Primeiro viveu das esmolas de quem passava, dormia onde a deixavam dormir no
recinto do hospital, ofereceram-lhe e ela aceitou de braços abertos a
possibilidade de ganhar algum dinheiro a trabalhar nas limpezas, passava todo o
tempo que lhe era consentido na enfermaria junto de mim. Quando o filho nasceu,
como não era casada, lamentou-se chorosa que o seu filho ficaria registado sem
pai. Como não tem pai? Não há ninguém que não tenha pai!
É da lei deles …
Fiquei pai do puto. O
resto já é fácil de adivinhar. Para onde vá, vão eles. Impossibilitado de
voltar a correr, dediquei-me durante o tempo em que permaneci no hospital a
trabalhar habilidades de ilusionismo que me atraíram desde muito jovem. E assim
começámos a fazer algum dinheiro em feiras, romarias. Depois tornei-me vedor de
águas, relojoeiro, electricista, o que for preciso, salvo se for preciso fazer
força, porque não tenho. E foi então que começou a magia que intriga toda a
gente mas também ainda me intriga a mim. Vezes sem conta pedi a Açucena que não
se prendesse a mim, um estropiado de corpo e alma, que não se reconhece a si
mesmo se, por acaso, que evito, vejo reflectida a minha imagem. Até que um dia
me obrigou a jurar que nunca mais lhe falaria no assunto.
Ficamos em cada
localidade pelo tempo que as actividades que posso realizar nos garantirem o
sustento. Como vedor de águas, sou muito procurado e, sim, sou normalmente bem
sucedido. Não garanto a ninguém a certeza absoluta da existência de água a
pouca profundidade, os lençóis de água correm em todo o subsolo, o difícil é
determinar a que fundura. Se a reacção magnética é forte, a água corre a pouca
profundidade, caso contrário ninguém sabe. Nas horas vagas, como já lhe disse,
faço tudo desde que não me exija aquilo que não tenho no corpo, força
suficiente. Disse-me que tem vários terrenos onde no Verão se lhe encolhem as
colheitas por falta de água. Posso dar-lhe o meu parecer em cada caso. Mas não
me julgue mal se por acaso a natureza me troca as voltas, gasta dinheiro para
abrir um poço e a água não lhe aparece ou se esgota quando é mais precisa. Ah!
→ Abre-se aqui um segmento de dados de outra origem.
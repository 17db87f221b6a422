//! Property-based tests for the §8 quantified invariants of the audio
//! converter and sample converters.

use proptest::prelude::*;
use sonoplex_core::{AudioConverter, AudioSpec, SampleFormat};

fn pcm_spec(format: SampleFormat, channels: u8, freq: u32) -> AudioSpec {
    AudioSpec::new(format, channels, freq)
}

/// Build `n_frames` of random bytes for `spec`, frame-aligned.
fn arb_frames(spec: AudioSpec, n_frames: usize) -> impl Strategy<Value = Vec<u8>> {
    prop::collection::vec(any::<u8>(), n_frames * spec.frame_size())
}

proptest! {
    #![proptest_config(ProptestConfig::with_cases(256))]

    /// Converting a buffer to its own spec is the identity.
    #[test]
    fn convert_identity(
        channels in 1u8..=2,
        freq in prop::sample::select(vec![8000u32, 22050, 44100, 48000]),
        n_frames in 0usize..64,
    ) {
        let spec = pcm_spec(SampleFormat::S16Le, channels, freq);
        let data = (0..n_frames * spec.frame_size()).map(|i| (i % 256) as u8).collect::<Vec<_>>();
        let out = AudioConverter::convert(spec, &data, spec).unwrap();
        prop_assert_eq!(out, data);
    }

    /// `estimate_output_size` upper-bounds the real conversion length, tight
    /// to within four destination frames.
    #[test]
    fn estimate_output_size_upper_bounds_actual(
        src_channels in 1u8..=2,
        dst_channels in 1u8..=2,
        src_freq in prop::sample::select(vec![8000u32, 22050, 44100, 48000]),
        dst_freq in prop::sample::select(vec![8000u32, 22050, 44100, 48000]),
        n_frames in 1usize..64,
    ) {
        // Only mono<->stereo remixes are supported by the general pipeline.
        prop_assume!(src_channels == dst_channels || src_channels == 1 || dst_channels == 1);

        let src_spec = pcm_spec(SampleFormat::S16Le, src_channels, src_freq);
        let dst_spec = pcm_spec(SampleFormat::S16Le, dst_channels, dst_freq);
        let data = (0..n_frames * src_spec.frame_size()).map(|i| (i % 256) as u8).collect::<Vec<_>>();

        let estimate = AudioConverter::estimate_output_size(src_spec, data.len(), dst_spec).unwrap();
        let actual = AudioConverter::convert(src_spec, &data, dst_spec).unwrap().len();

        prop_assert!(actual <= estimate, "actual {actual} exceeded estimate {estimate}");
        let slack = estimate - actual;
        prop_assert!(
            slack <= 4 * dst_spec.frame_size(),
            "estimate {estimate} too loose vs actual {actual} (slack {slack})"
        );
    }

    /// s16le -> s16be -> s16le is a byte-swap round trip for any byte buffer.
    #[test]
    fn endian_round_trip(data in arb_frames(pcm_spec(SampleFormat::S16Le, 2, 44100), 1..64)) {
        let le = pcm_spec(SampleFormat::S16Le, 2, 44100);
        let be = pcm_spec(SampleFormat::S16Be, 2, 44100);
        let swapped = AudioConverter::convert(le, &data, be).unwrap();
        let back = AudioConverter::convert(be, &swapped, le).unwrap();
        prop_assert_eq!(back, data);
    }

    /// Mono -> stereo duplicates each frame as (m[i], m[i]); the reverse
    /// averages pairs back down, within float rounding for `f32le`.
    #[test]
    fn mono_stereo_duplicate_and_average_f32(
        samples in prop::collection::vec(-1.0f32..=1.0f32, 1..64),
    ) {
        let mono = pcm_spec(SampleFormat::F32Le, 1, 44100);
        let stereo = pcm_spec(SampleFormat::F32Le, 2, 44100);

        let mono_bytes: Vec<u8> = samples.iter().flat_map(|s| s.to_le_bytes()).collect();
        let stereo_bytes = AudioConverter::convert(mono, &mono_bytes, stereo).unwrap();

        let stereo_samples: Vec<f32> = stereo_bytes
            .chunks_exact(4)
            .map(|c| f32::from_le_bytes([c[0], c[1], c[2], c[3]]))
            .collect();
        for i in 0..samples.len() {
            prop_assert_eq!(stereo_samples[2 * i], samples[i]);
            prop_assert_eq!(stereo_samples[2 * i + 1], samples[i]);
        }

        let back_bytes = AudioConverter::convert(stereo, &stereo_bytes, mono).unwrap();
        let back_samples: Vec<f32> = back_bytes
            .chunks_exact(4)
            .map(|c| f32::from_le_bytes([c[0], c[1], c[2], c[3]]))
            .collect();
        for (a, b) in samples.iter().zip(back_samples.iter()) {
            prop_assert!((a - b).abs() < 1e-6, "{a} vs {b}");
        }
    }

    /// Empty input converts to empty output regardless of spec.
    #[test]
    fn empty_input_is_empty_output(
        channels in 1u8..=2,
        freq in prop::sample::select(vec![8000u32, 44100]),
    ) {
        let spec = pcm_spec(SampleFormat::S16Le, channels, freq);
        let out = AudioConverter::convert(spec, &[], spec).unwrap();
        prop_assert!(out.is_empty());
    }
}
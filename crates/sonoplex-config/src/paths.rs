//! Platform-specific paths for sonoplex's configuration file.
//!
//! - Linux: `~/.config/sonoplex/`
//! - macOS: `~/Library/Application Support/sonoplex/`
//! - Windows: `%APPDATA%\sonoplex\`

use std::path::PathBuf;

const APP_NAME: &str = "sonoplex";

/// Returns the user-specific configuration directory, falling back to `.`
/// if the platform config directory cannot be determined.
#[must_use]
pub fn user_config_dir() -> PathBuf {
    dirs::config_dir().unwrap_or_else(|| PathBuf::from(".")).join(APP_NAME)
}

/// The conventional path to sonoplex's single config file within
/// [`user_config_dir`].
#[must_use]
pub fn default_config_path() -> PathBuf {
    user_config_dir().join("sonoplex.toml")
}

/// Create `user_config_dir` (and any parents) if it doesn't already exist.
pub fn ensure_user_config_dir() -> crate::error::Result<PathBuf> {
    let dir = user_config_dir();
    if !dir.exists() {
        std::fs::create_dir_all(&dir).map_err(|e| crate::error::ConfigError::create_dir(&dir, e))?;
    }
    Ok(dir)
}

#[cfg(test)]
mod tests {
    use super::*;

    #[test]
    fn user_config_dir_mentions_app_name() {
        let dir = user_config_dir();
        assert!(dir.to_string_lossy().contains("sonoplex"));
    }

    #[test]
    fn default_config_path_is_inside_user_config_dir() {
        let path = default_config_path();
        assert!(path.starts_with(user_config_dir()));
        assert_eq!(path.file_name().unwrap(), "sonoplex.toml");
    }
}
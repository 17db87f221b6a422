//! Error type for the MML compiler, PC-speaker stream, and chip decoders.

use crate::mml::MmlError;

#[derive(Debug, thiserror::Error)]
pub enum Error {
    /// Strict-mode MML parse failure, with source position.
    #[error("mml parse error: {0}")]
    Mml(#[from] MmlError),

    /// Sequencer/chip-format header or event-stream failure.
    #[error("sequence error: {detail}")]
    Sequence { detail: String },
}

pub type Result<T> = std::result::Result<T, Error>;

impl Error {
    pub fn sequence(detail: impl Into<String>) -> Self {
        Self::Sequence {
            detail: detail.into(),
        }
    }
}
Também posso chamar-lhe freguesia à adega com uns truques que os deixarão
pasmados. Acredita que consigo fazer saltar de um baralho colocado debaixo do
meu pé direito a carta que cada cliente seu pedir? Por cada carta saída, vende
o meu amigo uma rodada de vinho à assistência, mas não a mim, que só bebo água.
Podemos fazer uma sessão todas os sábados à noite. Vai ter a adega cheia,
garanto-lhe. Pense nisso.
Já agora, disse-me
que tem um anexo devoluto. Aluga-me esse anexo por três meses, pelo menos?